- Assignment: Each line of the material should be retyped without alteration.

[Source records]

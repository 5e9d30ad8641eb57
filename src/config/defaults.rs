//! Default configuration values

/// Name of the optional JSON settings file inside the config directory
pub const CONFIG_FILE_NAME: &str = "config.json";

/// Name of the one-line file holding the chosen editor executable
pub const EDITOR_PATH_FILE_NAME: &str = "editor_path";

/// Editors tried when no editor path has been saved.
/// Entries containing '/' are absolute paths, bare names are looked up on PATH.
pub const DEFAULT_EDITOR_CANDIDATES: &[&str] = &[
    "/usr/bin/code-insiders",
    "/usr/bin/code",
    "/snap/bin/code",
    "/usr/bin/codium",
    "code-insiders",
    "code",
    "codium",
];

[/Source records]

- Answer area:
repository 5e9d30ad8641eb57
filename src/config/defaults.rs
//! Default configuration values

/// Name of the optional JSON settings file inside the config directory
pub const CONFIG_FILE_NAME: &str = "config.json";

/// Name of the one-line file holding the chosen editor executable
pub const EDITOR_PATH_FILE_NAME: &str = "editor_path";

/// Editors tried when no editor path has been saved.
/// Entries containing '/' are absolute paths, bare names are looked up on PATH.
pub const DEFAULT_EDITOR_CANDIDATES: &[&str] = &[
    "/usr/bin/code-insiders",
    "/usr/bin/code",
    "/snap/bin/code",
    "/usr/bin/codium",
    "code-insiders",
    "code",
    "codium",
];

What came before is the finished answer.